■ **EXERCISE PROMPT**
Scan the entries for lines with the word "kasa" and copy those lines.

[GIVEN INFORMATION Boundary: Start]

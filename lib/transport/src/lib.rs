pub mod senml;

mod error;
pub use error::Error;

mod publisher;
pub use publisher::{connect_mqtt, Publisher};

mod topic;
pub use topic::Topic;

pub type Result<T> = std::result::Result<T, Error>;
use std::fmt;

#[derive(Debug)]
pub enum Error {
    InvalidArgument(&'static str),
    Framing(&'static str),
    Decryption(DecodeError),
    EmptyResponse,
    MissingField(&'static str),
    Io(std::io::Error),
    Json(serde_json::Error),
    Timeout(tokio::time::error::Elapsed),
}

/// Reasons a decrypted frame could not be turned into a value.
#[derive(Debug)]
pub enum DecodeError {
    Utf8(std::str::Utf8Error),
    Json(serde_json::Error),
    NotAnObject,
}

impl From<DecodeError> for Error {
    fn from(err: DecodeError) -> Self {
        Self::Decryption(err)
    }
}

impl From<std::io::Error> for Error {
    fn from(err: std::io::Error) -> Self {
        Self::Io(err)
    }
}

impl From<serde_json::Error> for Error {
    fn from(err: serde_json::Error) -> Self {
        Self::Json(err)
    }
}

impl From<tokio::time::error::Elapsed> for Error {
    fn from(err: tokio::time::error::Elapsed) -> Self {
        Self::Timeout(err)
    }
}

impl fmt::Display for Error {
    fn fmt(&self, f: &mut fmt::Formatter<'_>) -> fmt::Result {
        match self {
            Self::InvalidArgument(msg) => write!(f, "invalid argument: {msg}"),
            Self::Framing(msg) => write!(f, "framing error: {msg}"),
            Self::Decryption(err) => write!(f, "decryption error: {err}"),
            Self::EmptyResponse => write!(f, "empty response"),
            Self::MissingField(path) => write!(f, "missing field: {path}"),
            Self::Io(err) => write!(f, "io error: {err}"),
            Self::Json(err) => write!(f, "json error: {err}"),
            Self::Timeout(err) => write!(f, "timeout error: {err}"),
        }
    }
}

impl std::error::Error for Error {}

impl fmt::Display for DecodeError {
    fn fmt(&self, f: &mut fmt::Formatter<'_>) -> fmt::Result {
        match self {
            Self::Utf8(err) => write!(f, "invalid utf-8: {err}"),
            Self::Json(err) => write!(f, "invalid json: {err}"),
            Self::NotAnObject => write!(f, "expected a json object"),
        }
    }
}

impl std::error::Error for DecodeError {}
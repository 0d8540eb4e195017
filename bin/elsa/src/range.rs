use std::net::Ipv4Addr;

/// Every address from `start` to `end`, both included.
pub fn ip_range(start: Ipv4Addr, end: Ipv4Addr) -> impl Iterator<Item = Ipv4Addr> {
    (u32::from(start)..=u32::from(end)).map(Ipv4Addr::from)
}

#[cfg(test)]
mod tests {
    use super::*;

    #[test]
    fn test_ip_range() {
        let ips = ip_range(Ipv4Addr::new(10, 0, 0, 254), Ipv4Addr::new(10, 0, 1, 1)).collect::<Vec<_>>();

        assert_eq!(
            ips,
            [
                Ipv4Addr::new(10, 0, 0, 254),
                Ipv4Addr::new(10, 0, 0, 255),
                Ipv4Addr::new(10, 0, 1, 0),
                Ipv4Addr::new(10, 0, 1, 1),
            ]
        );
    }

    #[test]
    fn test_single_address() {
        let ip = Ipv4Addr::new(192, 168, 1, 10);
        assert_eq!(ip_range(ip, ip).collect::<Vec<_>>(), [ip]);
    }

    #[test]
    fn test_reversed_bounds() {
        let start = Ipv4Addr::new(192, 168, 1, 10);
        let end = Ipv4Addr::new(192, 168, 1, 1);
        assert_eq!(ip_range(start, end).count(), 0);
    }
}
use std::net::{IpAddr, SocketAddr};
use std::time::Duration;

use log::trace;
use tokio::io::{AsyncReadExt, AsyncWriteExt};
use tokio::net::TcpStream;
use tokio::time::timeout;

use crate::protocol::{decode_response, encode_command};
use crate::{Command, Error, Response, Result};

pub const DEFAULT_PORT: u16 = 9999;
const DEFAULT_TIMEOUT: Duration = Duration::from_secs(5);
const MAX_RESPONSE_SIZE: u64 = 64 * 1024;

/// Talks to plugs over a fresh TCP connection per command.
#[derive(Clone, Copy, Debug)]
pub struct Client {
    port: u16,
    timeout: Duration,
}

impl Default for Client {
    fn default() -> Self {
        Self::new(DEFAULT_PORT, DEFAULT_TIMEOUT)
    }
}

impl Client {
    pub fn new(port: u16, timeout: Duration) -> Self {
        Self { port, timeout }
    }

    pub fn port(&self) -> u16 {
        self.port
    }

    pub async fn get_power(&self, ip: IpAddr) -> Option<Response> {
        self.send_command(&Command::get_power(), ip).await
    }

    /// Refused and reset connections, timeouts, empty replies and replies
    /// that can't be decrypted all end up as `None`.
    pub async fn send_command(&self, command: &Command, ip: IpAddr) -> Option<Response> {
        match self.try_send_command(command, ip).await {
            Ok(response) => Some(response),
            Err(err) => {
                trace!("{ip}:{} command failed: {err}", self.port);
                None
            }
        }
    }

    pub async fn try_send_command(&self, command: &Command, ip: IpAddr) -> Result<Response> {
        let addr = SocketAddr::new(ip, self.port);
        trace!("{addr} send command {command:?}");

        let request = encode_command(command)?;
        let data = timeout(self.timeout, exchange(addr, &request)).await??;

        if data.is_empty() {
            return Err(Error::EmptyResponse);
        }

        trace!("{addr} received response of size {}", data.len());

        decode_response(&data)
    }
}

async fn exchange(addr: SocketAddr, request: &[u8]) -> Result<Vec<u8>> {
    let mut stream = TcpStream::connect(addr).await?;

    stream.write_all(request).await?;
    stream.shutdown().await?;

    let mut data = vec![];
    stream.take(MAX_RESPONSE_SIZE).read_to_end(&mut data).await?;

    Ok(data)
}
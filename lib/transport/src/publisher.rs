use std::time::Duration;

use async_trait::async_trait;
use log::trace;
use paho_mqtt::{self as mqtt, MessageBuilder, SslOptions, QOS_1};

use crate::Result;

/// Sink for outgoing messages.
#[async_trait]
pub trait Publisher: Send + Sync {
    async fn publish(&self, topic: &str, payload: Vec<u8>) -> Result<()>;
}

#[async_trait]
impl Publisher for mqtt::AsyncClient {
    async fn publish(&self, topic: &str, payload: Vec<u8>) -> Result<()> {
        trace!("publish to {topic}: {}", String::from_utf8_lossy(&payload));

        let message = MessageBuilder::new()
            .topic(topic)
            .payload(payload)
            .qos(QOS_1)
            .finalize();

        mqtt::AsyncClient::publish(self, message).await?;

        Ok(())
    }
}

pub async fn connect_mqtt(
    address: String,
    username: Option<String>,
    password: Option<String>,
    client_id: &str,
) -> Result<mqtt::AsyncClient> {
    let use_ssl = address.starts_with("ssl://") || address.starts_with("mqtts://");

    let create_opts = mqtt::CreateOptionsBuilder::new_v3()
        .server_uri(address)
        .client_id(client_id)
        .finalize();

    let client = mqtt::AsyncClient::new(create_opts)?;

    let mut conn_opts = mqtt::ConnectOptionsBuilder::new_v3();
    conn_opts
        .keep_alive_interval(Duration::from_secs(30))
        .clean_session(true)
        .automatic_reconnect(Duration::from_secs(1), Duration::from_secs(30));

    if let Some(username) = username {
        conn_opts.user_name(username);
    }

    if let Some(password) = password {
        conn_opts.password(password);
    }

    if use_ssl {
        conn_opts.ssl_options(SslOptions::new());
    }

    client.connect(conn_opts.finalize()).await?;

    Ok(client)
}
use std::collections::HashMap;
use std::net::Ipv4Addr;
use std::sync::Arc;
use std::time::Duration;

use chrono::Utc;
use futures_util::future::select_all;
use kasa::{Client, DeviceInfo};
use log::{debug, error, info, trace, warn};
use registry::{join_key, Registry};
use tokio::sync::Mutex;
use transport::senml::{Envelope, Record};
use transport::{Publisher, Topic};

use crate::cache::{IdentityMap, IpCache};
use crate::measurement::records;
use crate::supervisor::Supervisor;
use crate::{Error, GathererConfig, Result};

/// Polls a set of addresses, one supervised loop per address.
pub struct Gatherer {
    inner: Arc<Inner>,
    supervisors: Vec<(Ipv4Addr, Supervisor<Error>)>,
}

struct Inner {
    config: GathererConfig,
    client: Client,
    identities: IdentityMap,
    cache: Mutex<IpCache>,
    registry: Arc<dyn Registry>,
    publisher: Arc<dyn Publisher>,
}

impl Gatherer {
    /// Loads identities and the address cache from the registry.
    /// An unreachable registry leaves both empty.
    pub async fn new(
        config: GathererConfig,
        client: Client,
        registry: Arc<dyn Registry>,
        publisher: Arc<dyn Publisher>,
    ) -> Gatherer {
        let identities: IdentityMap = load(registry.as_ref(), &config.id_key)
            .await
            .into_iter()
            .collect();
        info!("{} known devices", identities.len());

        let cache: IpCache = load(registry.as_ref(), &config.cache_key)
            .await
            .into_iter()
            .collect();
        info!("{} cached addresses", cache.len());

        let inner = Inner {
            config,
            client,
            identities,
            cache: Mutex::new(cache),
            registry,
            publisher,
        };

        Gatherer {
            inner: Arc::new(inner),
            supervisors: vec![],
        }
    }

    pub fn identities(&self) -> &IdentityMap {
        &self.inner.identities
    }

    pub async fn cached_ips(&self) -> IpCache {
        self.inner.cache.lock().await.clone()
    }

    pub fn start<I>(&mut self, ips: I) -> Result<()>
    where
        I: IntoIterator<Item = Ipv4Addr>,
    {
        for ip in ips {
            let inner = self.inner.clone();
            let mut supervisor = Supervisor::new(
                move |ip: Ipv4Addr| {
                    let inner = inner.clone();
                    async move { inner.run_once(ip).await }
                },
                ip,
            );

            supervisor
                .start()
                .map_err(|err| Error::Supervisor(ip, Box::new(err)))?;
            self.supervisors.push((ip, supervisor));
        }

        info!("polling {} addresses", self.supervisors.len());
        Ok(())
    }

    /// Stops every loop and reports the first failure among them.
    pub async fn stop(&mut self) -> Result<()> {
        let mut first_error = None;

        for (ip, supervisor) in self.supervisors.iter_mut() {
            if let Err(err) = supervisor.stop().await {
                error!("polling {ip} failed: {err}");
                if first_error.is_none() {
                    first_error = Some(Error::Supervisor(*ip, Box::new(err)));
                }
            }
        }

        self.supervisors.clear();
        info!("stopped polling");

        match first_error {
            Some(err) => Err(err),
            None => Ok(()),
        }
    }

    /// Resolves once any loop ends on its own, which only happens on a
    /// fatal error.
    pub async fn wait_for_failure(&mut self) -> Result<()> {
        if self.supervisors.is_empty() {
            return std::future::pending().await;
        }

        let finished = self.supervisors.iter_mut().map(|(ip, supervisor)| {
            let ip = *ip;
            Box::pin(async move { (ip, supervisor.finished().await) })
        });

        let ((ip, result), _, _) = select_all(finished).await;
        result.map_err(|err| Error::Supervisor(ip, Box::new(err)))
    }

    /// Runs a single poll of `ip` and returns the delay before the next one.
    pub async fn poll(&self, ip: Ipv4Addr) -> Result<Duration> {
        self.inner.poll(ip).await
    }
}

impl Inner {
    async fn run_once(&self, ip: Ipv4Addr) -> Result<()> {
        let delay = self.poll(ip).await?;
        tokio::time::sleep(delay).await;
        Ok(())
    }

    async fn poll(&self, ip: Ipv4Addr) -> Result<Duration> {
        let Some(info) = self.read_device(ip).await else {
            let cache = self.cache.lock().await;
            return Ok(backoff(&self.config, &cache, ip));
        };

        let identity = match self.identities.resolve(&info.mac) {
            Ok(identity) => identity,
            Err(err) => {
                warn!("{ip}: {err}");
                return Ok(self.config.short_sleep);
            }
        };

        debug!("{identity} at {ip}: {}W, relay {}", info.power, info.relay_state);

        self.publish(records(identity, &info, Utc::now())).await?;
        self.remember(identity, ip).await;

        Ok(self.config.short_sleep)
    }

    async fn read_device(&self, ip: Ipv4Addr) -> Option<DeviceInfo> {
        let response = self.client.get_power(ip.into()).await?;

        match response.extract_info() {
            Ok(info) => Some(info),
            Err(err) => {
                debug!("{ip} answered without a reading: {err}");
                None
            }
        }
    }

    async fn publish(&self, records: Vec<Record>) -> Result<()> {
        let payload = serde_json::to_vec(&Envelope { data: records })?;

        for database in self.config.databases.iter() {
            let topic = Topic::plug_data(database).to_string();

            match self.publisher.publish(&topic, payload.clone()).await {
                Ok(()) => trace!("published to {topic}"),
                Err(err) => error!("Error publishing to {topic}: {err}"),
            }
        }

        Ok(())
    }

    async fn remember(&self, identity: &str, ip: Ipv4Addr) {
        let previous = self.cache.lock().await.insert(identity, ip);
        if previous != Some(ip) {
            info!("{identity} is at {ip}");
        }

        let registry = self.registry.clone();
        let key = join_key(&self.config.cache_key, identity);

        tokio::spawn(async move {
            if let Err(err) = registry.write(&key, &ip.to_string()).await {
                error!("Error caching {key}: {err}");
            }
        });
    }
}

/// A silent address that once belonged to a known device is retried soon,
/// anything else waits for the long interval.
fn backoff(config: &GathererConfig, cache: &IpCache, ip: Ipv4Addr) -> Duration {
    if cache.contains_ip(ip) {
        config.short_sleep
    } else {
        config.long_sleep
    }
}

async fn load(registry: &dyn Registry, key: &str) -> HashMap<String, String> {
    match registry.read(key).await {
        Ok(children) => children,
        Err(err) => {
            error!("Error reading {key}: {err}");
            HashMap::new()
        }
    }
}
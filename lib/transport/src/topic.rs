use std::fmt;
use std::str::FromStr;

use serde::de::{value, Error};

pub const DATA_CATEGORY: &str = "data";
pub const PLUG_SOURCE: &str = "sp_data";

/// `{category}/{source}/{database}`, e.g. `data/sp_data/influx`.
#[derive(Clone, Debug, PartialEq)]
pub struct Topic {
    pub category: String,
    pub source: String,
    pub database: String,
}

impl Topic {
    pub fn plug_data(database: &str) -> Topic {
        Topic {
            category: DATA_CATEGORY.to_string(),
            source: PLUG_SOURCE.to_string(),
            database: database.to_string(),
        }
    }
}

impl fmt::Display for Topic {
    fn fmt(&self, f: &mut fmt::Formatter) -> fmt::Result {
        write!(f, "{}/{}/{}", self.category, self.source, self.database)
    }
}

impl FromStr for Topic {
    type Err = value::Error;

    fn from_str(s: &str) -> std::result::Result<Topic, Self::Err> {
        const ERROR_MSG: &str = "supported topics are <category>/<source>/<database>";

        let mut parts = s.splitn(3, '/');

        match (parts.next(), parts.next(), parts.next()) {
            (Some(category), Some(source), Some(database))
                if !category.is_empty()
                    && !source.is_empty()
                    && !database.is_empty()
                    && !database.contains('/') =>
            {
                Ok(Topic {
                    category: category.to_string(),
                    source: source.to_string(),
                    database: database.to_string(),
                })
            }
            _ => Err(value::Error::custom(ERROR_MSG)),
        }
    }
}
use std::net::Ipv4Addr;
use std::str::FromStr;
use std::time::Duration;

use crate::{Error, Result};

const DEFAULT_SLEEP_TIME_SHORT: Duration = Duration::from_secs(1);
const DEFAULT_SLEEP_TIME_LONG: Duration = Duration::from_secs(60);
const DEFAULT_DEVICE_TIMEOUT: Duration = Duration::from_secs(5);

#[derive(Clone, Debug, PartialEq)]
pub struct Config {
    pub etcd_address: String,
    pub mqtt_address: String,
    pub mqtt_username: Option<String>,
    pub mqtt_password: Option<String>,
    pub ip_range_start: Ipv4Addr,
    pub ip_range_end: Ipv4Addr,
    pub device_port: u16,
    pub device_timeout: Duration,
    pub gatherer: GathererConfig,
}

/// Settings the polling cycles depend on.
#[derive(Clone, Debug, PartialEq)]
pub struct GathererConfig {
    pub id_key: String,
    pub cache_key: String,
    pub short_sleep: Duration,
    pub long_sleep: Duration,
    pub databases: Vec<String>,
}

impl Config {
    pub fn from_env() -> Result<Config> {
        Self::from_lookup(|name| std::env::var(name).ok())
    }

    pub fn from_lookup<L>(lookup: L) -> Result<Config>
    where
        L: Fn(&'static str) -> Option<String>,
    {
        let vars = Vars(lookup);

        let databases = vars
            .required("MQTT_DATA_BASES")?
            .split(',')
            .map(str::trim)
            .filter(|database| !database.is_empty())
            .map(str::to_string)
            .collect::<Vec<_>>();

        if databases.is_empty() {
            return Err(Error::InvalidVar("MQTT_DATA_BASES", String::new()));
        }

        let gatherer = GathererConfig {
            id_key: vars.required("ETCD_ID_KEY")?,
            cache_key: vars.required("ETCD_CACHE_KEY")?,
            short_sleep: vars.seconds("SLEEP_TIME_SHORT", DEFAULT_SLEEP_TIME_SHORT)?,
            long_sleep: vars.seconds("SLEEP_TIME_LONG", DEFAULT_SLEEP_TIME_LONG)?,
            databases,
        };

        Ok(Config {
            etcd_address: vars.required("ETCD_ADDRESS")?,
            mqtt_address: vars.required("MQTT_ADDRESS")?,
            mqtt_username: vars.optional("MQTT_USER"),
            mqtt_password: vars.optional("MQTT_PASS"),
            ip_range_start: vars.parsed("IP_RANGE_START")?,
            ip_range_end: vars.parsed("IP_RANGE_END")?,
            device_port: vars.parsed_or("DEVICE_PORT", kasa::DEFAULT_PORT)?,
            device_timeout: vars.seconds("DEVICE_TIMEOUT", DEFAULT_DEVICE_TIMEOUT)?,
            gatherer,
        })
    }
}

struct Vars<L>(L);

impl<L> Vars<L>
where
    L: Fn(&'static str) -> Option<String>,
{
    fn optional(&self, name: &'static str) -> Option<String> {
        (self.0)(name).filter(|value| !value.is_empty())
    }

    fn required(&self, name: &'static str) -> Result<String> {
        self.optional(name).ok_or(Error::MissingVar(name))
    }

    fn parsed<T: FromStr>(&self, name: &'static str) -> Result<T> {
        let value = self.required(name)?;
        value.parse().map_err(|_| Error::InvalidVar(name, value))
    }

    fn parsed_or<T: FromStr>(&self, name: &'static str, default: T) -> Result<T> {
        match self.optional(name) {
            Some(_) => self.parsed(name),
            None => Ok(default),
        }
    }

    fn seconds(&self, name: &'static str, default: Duration) -> Result<Duration> {
        let seconds = match self.optional(name) {
            Some(_) => self.parsed::<f64>(name)?,
            None => return Ok(default),
        };

        Duration::try_from_secs_f64(seconds).map_err(|_| Error::InvalidVar(name, seconds.to_string()))
    }
}
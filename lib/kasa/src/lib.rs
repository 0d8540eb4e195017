mod client;
mod command;
mod response;

pub mod protocol;

mod error;
pub use error::{DecodeError, Error};

pub use client::{Client, DEFAULT_PORT};
pub use command::{Command, Emeter, System};
pub use response::{canonical_mac, DeviceInfo, Response};

pub type Result<T> = std::result::Result<T, Error>;
//! Error types surfaced by the inventory engine

/// Field-level problems detected before any storage is touched. The whole
/// batch is rejected on the first bad line.
#[derive(thiserror::Error, Debug)]
pub enum ValidationError {
    #[error("line {0}: category is required")]
    MissingCategory(usize),
    #[error("line {0}: item type is required")]
    MissingType(usize),
    #[error("line {index}: '{item_type}' requires a size while available")]
    MissingSize { index: usize, item_type: String },
    #[error("line {0}: quantity must be at least 1")]
    BadQuantity(usize),
}

/// Engine-level failures. Callers map these onto their transport; the
/// surrounding portal turns validation and vocabulary errors into 400s and
/// retryable ones into 500s.
#[derive(thiserror::Error, Debug)]
pub enum EngineError {
    #[error("unrecognised uniform category '{0}'")]
    InvalidCategory(String),
    #[error("no inventory record for {category} / {item_type} (size {size})")]
    InventoryNotFound {
        category: String,
        item_type: String,
        size: String,
    },
    #[error(
        "insufficient stock for {item_type} (size {size}): requested {requested}, available {available}"
    )]
    InsufficientStock {
        item_type: String,
        size: String,
        requested: u32,
        available: u32,
    },
    #[error("a matching request for member {0} is already processing")]
    DuplicateRequest(String),
    #[error("inventory lookup exceeded its batch or time budget")]
    LookupBudget,
    #[error("stored record failed to decode: {0}")]
    Codec(String),
    #[error("storage failure: {0}")]
    Store(String),
}

impl EngineError {
    /// Whether a caller may safely retry the same request. A failed
    /// transaction rolls back every change, so retrying it is always safe.
    pub fn is_retryable(&self) -> bool {
        matches!(self, EngineError::LookupBudget | EngineError::Store(_))
    }
}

[GIVEN INFORMATION Boundary: End]

■ **WRITTEN RESPONSE**
use kasa::{Client, DeviceInfo};
            device_port: vars.parsed_or("DEVICE_PORT", kasa::DEFAULT_PORT)?,
filename lib/kasa/src/lib.rs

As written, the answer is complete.